Instructions to follow: Give again, word for word, each line below starting at the one that contains "Thermal Printer Commands" and ending at the one that contains "row layout |".

Exercise input:
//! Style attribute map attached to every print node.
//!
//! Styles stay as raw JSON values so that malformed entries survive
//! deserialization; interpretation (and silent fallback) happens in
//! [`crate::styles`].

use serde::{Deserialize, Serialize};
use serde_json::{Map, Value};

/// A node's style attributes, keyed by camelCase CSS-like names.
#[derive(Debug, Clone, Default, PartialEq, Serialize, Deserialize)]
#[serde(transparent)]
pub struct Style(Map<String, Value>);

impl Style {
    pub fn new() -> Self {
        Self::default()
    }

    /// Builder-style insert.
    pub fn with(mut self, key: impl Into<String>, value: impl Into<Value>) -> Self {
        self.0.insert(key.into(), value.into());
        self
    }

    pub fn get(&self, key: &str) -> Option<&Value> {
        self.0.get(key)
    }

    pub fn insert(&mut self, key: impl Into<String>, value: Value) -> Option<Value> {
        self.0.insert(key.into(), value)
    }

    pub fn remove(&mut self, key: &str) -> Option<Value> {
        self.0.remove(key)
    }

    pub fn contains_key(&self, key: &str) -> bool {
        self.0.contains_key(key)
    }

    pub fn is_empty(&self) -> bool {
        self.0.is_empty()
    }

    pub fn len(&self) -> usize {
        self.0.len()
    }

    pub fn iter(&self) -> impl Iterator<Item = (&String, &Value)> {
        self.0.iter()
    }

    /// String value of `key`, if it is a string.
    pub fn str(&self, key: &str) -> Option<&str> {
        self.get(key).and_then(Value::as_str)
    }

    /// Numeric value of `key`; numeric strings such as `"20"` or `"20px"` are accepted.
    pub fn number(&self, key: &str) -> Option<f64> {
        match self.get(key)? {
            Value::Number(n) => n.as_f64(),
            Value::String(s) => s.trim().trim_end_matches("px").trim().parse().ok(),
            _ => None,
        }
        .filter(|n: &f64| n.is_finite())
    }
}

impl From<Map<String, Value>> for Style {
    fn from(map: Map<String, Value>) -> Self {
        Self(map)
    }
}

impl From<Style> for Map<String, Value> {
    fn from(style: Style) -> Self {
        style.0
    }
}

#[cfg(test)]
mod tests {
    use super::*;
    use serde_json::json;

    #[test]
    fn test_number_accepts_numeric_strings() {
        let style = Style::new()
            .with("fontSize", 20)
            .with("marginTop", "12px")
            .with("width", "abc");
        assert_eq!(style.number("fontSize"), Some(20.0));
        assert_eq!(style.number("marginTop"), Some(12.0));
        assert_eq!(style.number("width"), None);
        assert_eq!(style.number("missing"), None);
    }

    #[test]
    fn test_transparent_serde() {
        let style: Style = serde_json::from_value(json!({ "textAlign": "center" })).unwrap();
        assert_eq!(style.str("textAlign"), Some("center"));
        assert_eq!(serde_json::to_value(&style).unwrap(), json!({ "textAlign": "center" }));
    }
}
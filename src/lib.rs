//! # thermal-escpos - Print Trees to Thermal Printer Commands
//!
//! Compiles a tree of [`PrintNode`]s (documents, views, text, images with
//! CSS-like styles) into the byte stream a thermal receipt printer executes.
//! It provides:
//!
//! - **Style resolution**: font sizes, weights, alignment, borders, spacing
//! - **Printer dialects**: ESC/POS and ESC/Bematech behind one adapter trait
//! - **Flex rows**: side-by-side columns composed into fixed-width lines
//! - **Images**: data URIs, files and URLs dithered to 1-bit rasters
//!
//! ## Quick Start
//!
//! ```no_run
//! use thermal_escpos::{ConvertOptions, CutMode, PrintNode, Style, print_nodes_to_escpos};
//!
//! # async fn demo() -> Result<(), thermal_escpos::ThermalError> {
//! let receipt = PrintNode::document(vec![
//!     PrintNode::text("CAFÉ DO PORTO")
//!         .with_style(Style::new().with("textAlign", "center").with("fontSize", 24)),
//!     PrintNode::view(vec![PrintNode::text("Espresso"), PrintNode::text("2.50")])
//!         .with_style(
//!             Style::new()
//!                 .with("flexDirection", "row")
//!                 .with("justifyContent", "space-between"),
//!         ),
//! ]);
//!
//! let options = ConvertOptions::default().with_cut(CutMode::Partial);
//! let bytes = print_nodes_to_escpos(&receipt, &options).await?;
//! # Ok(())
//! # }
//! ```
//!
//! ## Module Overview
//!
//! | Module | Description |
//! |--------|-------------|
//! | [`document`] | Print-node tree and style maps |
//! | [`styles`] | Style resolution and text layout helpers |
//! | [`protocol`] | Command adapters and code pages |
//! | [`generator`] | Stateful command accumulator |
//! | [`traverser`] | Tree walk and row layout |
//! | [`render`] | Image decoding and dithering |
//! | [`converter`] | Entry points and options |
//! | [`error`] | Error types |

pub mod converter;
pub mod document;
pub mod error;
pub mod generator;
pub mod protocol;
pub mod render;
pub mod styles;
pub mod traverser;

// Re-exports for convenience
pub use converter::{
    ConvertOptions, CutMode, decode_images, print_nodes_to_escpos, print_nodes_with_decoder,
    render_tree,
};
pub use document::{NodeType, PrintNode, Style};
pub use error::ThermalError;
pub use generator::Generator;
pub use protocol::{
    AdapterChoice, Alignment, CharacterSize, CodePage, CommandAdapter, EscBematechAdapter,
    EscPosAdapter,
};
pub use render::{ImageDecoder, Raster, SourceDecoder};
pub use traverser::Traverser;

Answer section:
//! # thermal-escpos - Print Trees to Thermal Printer Commands
//!
//! Compiles a tree of [`PrintNode`]s (documents, views, text, images with
//! CSS-like styles) into the byte stream a thermal receipt printer executes.
//! It provides:
//!
//! - **Style resolution**: font sizes, weights, alignment, borders, spacing
//! - **Printer dialects**: ESC/POS and ESC/Bematech behind one adapter trait
//! - **Flex rows**: side-by-side columns composed into fixed-width lines
//! - **Images**: data URIs, files and URLs dithered to 1-bit rasters
//!
//! ## Quick Start
//!
//! ```no_run
//! use thermal_escpos::{ConvertOptions, CutMode, PrintNode, Style, print_nodes_to_escpos};
//!
//! # async fn demo() -> Result<(), thermal_escpos::ThermalError> {
//! let receipt = PrintNode::document(vec![
//!     PrintNode::text("CAFÉ DO PORTO")
//!         .with_style(Style::new().with("textAlign", "center").with("fontSize", 24)),
//!     PrintNode::view(vec![PrintNode::text("Espresso"), PrintNode::text("2.50")])
//!         .with_style(
//!             Style::new()
//!                 .with("flexDirection", "row")
//!                 .with("justifyContent", "space-between"),
//!         ),
//! ]);
//!
//! let options = ConvertOptions::default().with_cut(CutMode::Partial);
//! let bytes = print_nodes_to_escpos(&receipt, &options).await?;
//! # Ok(())
//! # }
//! ```
//!
//! ## Module Overview
//!
//! | Module | Description |
//! |--------|-------------|
//! | [`document`] | Print-node tree and style maps |
//! | [`styles`] | Style resolution and text layout helpers |
//! | [`protocol`] | Command adapters and code pages |
//! | [`generator`] | Stateful command accumulator |
//! | [`traverser`] | Tree walk and row layout |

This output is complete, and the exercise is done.